La recherche récente (Lacourse et autres, 2010) sur les enfants canadiens montre que le trouble des conduites se divise en catégories ou en sous-types distincts qui diffèrent selon le type et la gravité des symptômes. Même si la plupart des enfants (82,4 %) n'étaient atteints d'aucun trouble des conduites, 13,9 % ont été classés dans la catégorie du trouble des conduites de forme non agressive (p. ex. vol, destruction de biens et graves infractions aux règles), 2,3 % ont été classés dans la catégorie du trouble des conduites avec agressivité physique (bagarres, agressions armées) et 1,4 % a été classé dans la catégorie du trouble des conduites mixte-grave, qui se caractérise par des comportements agressifs et non agressifs.

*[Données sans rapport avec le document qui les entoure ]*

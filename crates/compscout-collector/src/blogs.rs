//! Blog candidate acquisition with main-keyword fallback.

use std::collections::HashSet;
use std::sync::Arc;

use compscout_core::{BlogSearch, CandidateBlog};

/// Gathers blog candidates from the blog-search provider.
pub struct BlogAcquirer {
    search: Arc<dyn BlogSearch>,
}

impl BlogAcquirer {
    #[must_use]
    pub fn new(search: Arc<dyn BlogSearch>) -> Self {
        Self { search }
    }

    /// Collect up to `target_count` blog candidates.
    ///
    /// Searches with `search_keyword` first. When that comes up short and
    /// `main_keyword` is a different query, the deficit is requested with
    /// `main_keyword`; identical keywords never trigger a second call.
    /// Listings already seen in the first batch are dropped from the second.
    ///
    /// Ranks in the result are `1..=n`, contiguous, in acquisition order.
    /// A failed provider call counts as zero results for that call, so the
    /// result may be shorter than the target or empty.
    pub async fn acquire(
        &self,
        search_keyword: &str,
        main_keyword: &str,
        target_count: usize,
        content_type: Option<&str>,
    ) -> Vec<CandidateBlog> {
        if target_count == 0 {
            return Vec::new();
        }

        let mut blogs = self
            .search_once(search_keyword, target_count, 1, content_type)
            .await;
        blogs.truncate(target_count);

        let search_keyword = search_keyword.trim();
        let main_keyword = main_keyword.trim();

        if blogs.len() < target_count && main_keyword != search_keyword {
            let deficit = target_count - blogs.len();
            tracing::debug!(
                keyword = main_keyword,
                deficit,
                "blog search came up short; retrying with main keyword"
            );

            let mut seen_urls: HashSet<String> = blogs.iter().map(|b| b.url.clone()).collect();
            let extra = self
                .search_once(main_keyword, deficit, rank_at(blogs.len()), content_type)
                .await;
            blogs.extend(
                extra
                    .into_iter()
                    .filter(|b| seen_urls.insert(b.url.clone()))
                    .take(deficit),
            );
        } else if blogs.len() < target_count {
            tracing::debug!(
                keyword = search_keyword,
                found = blogs.len(),
                target_count,
                "main keyword equals search keyword; skipping fallback search"
            );
        }

        for (i, blog) in blogs.iter_mut().enumerate() {
            blog.rank = rank_at(i);
        }

        blogs
    }

    async fn search_once(
        &self,
        keyword: &str,
        count: usize,
        start_rank: u32,
        content_type: Option<&str>,
    ) -> Vec<CandidateBlog> {
        match self
            .search
            .search_blogs(keyword, count, start_rank, content_type)
            .await
        {
            Ok(blogs) => {
                tracing::debug!(keyword, count = blogs.len(), "collected blog candidates");
                blogs
            }
            Err(e) => {
                tracing::warn!(keyword, error = %e, "blog search failed; treating as no results");
                Vec::new()
            }
        }
    }
}

/// 1-based rank for the item at `index`.
fn rank_at(index: usize) -> u32 {
    u32::try_from(index + 1).unwrap_or(u32::MAX)
}

#[cfg(test)]
#[path = "blogs_test.rs"]
mod tests;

La prochaine étape de la recherche consistait à déterminer si divers facteurs de risque (personnels, familiaux et environnementaux) mesurés à la fin de l'enfance (10-11 ans) pouvaient prédire quels jeunes présenteraient des symptômes d'un trouble des conduites au début de l'adolescence (12-13 ans).
Méthode :
La présente étude se fondait sur un échantillon de 4 125 enfants (garçons et filles) âgés de 12 et 13 ans sélectionnés à partir de trois cycles de l'Enquête longitudinale nationale sur les enfants et les jeunes (ELNEJ, 1994-1995, 1996-1997 et 1998-1999) qui avaient déjà été jugés comme n'étant atteints d'aucun trouble des conduites ou classés dans l'une des trois catégories susmentionnées : le trouble des conduites de forme non agressive, le trouble des conduites avec agressivité physique et le trouble des conduites mixte-grave. Sauf pour l'âge (la présente étude cherchait à savoir si le risque d'être atteint d'un trouble des conduites différait chez les jeunes de 13 ans et les jeunes de 12 ans), de l'information a été recueillie sur les facteurs de risque personnels, familiaux et environnementaux suivants, qui ont été évalués lorsque les enfants étaient âgés de 10 et 11 ans :
- l'âge;
- le sexe;
- le contexte socioéconomique défavorable du quartier;
- l'instabilité du quartier (taux élevé de roulement résidentiel et de logements en location);
- le statut socioéconomique de la famille;
- la structure familiale (l'enfant habite-t-il avec un seul de ses parents biologiques?);
- la mobilité familiale (déplacements résidentiels);
- les pratiques parentales coercitives et inefficaces (hostilité, mesures disciplinaires incohérentes);
- la fréquentation de pairs déviants;
- l'hyperactivité et l'inattention;
- l'agressivité physique;
- les symptômes internalisés (anxiété, dépression et repli sur soi).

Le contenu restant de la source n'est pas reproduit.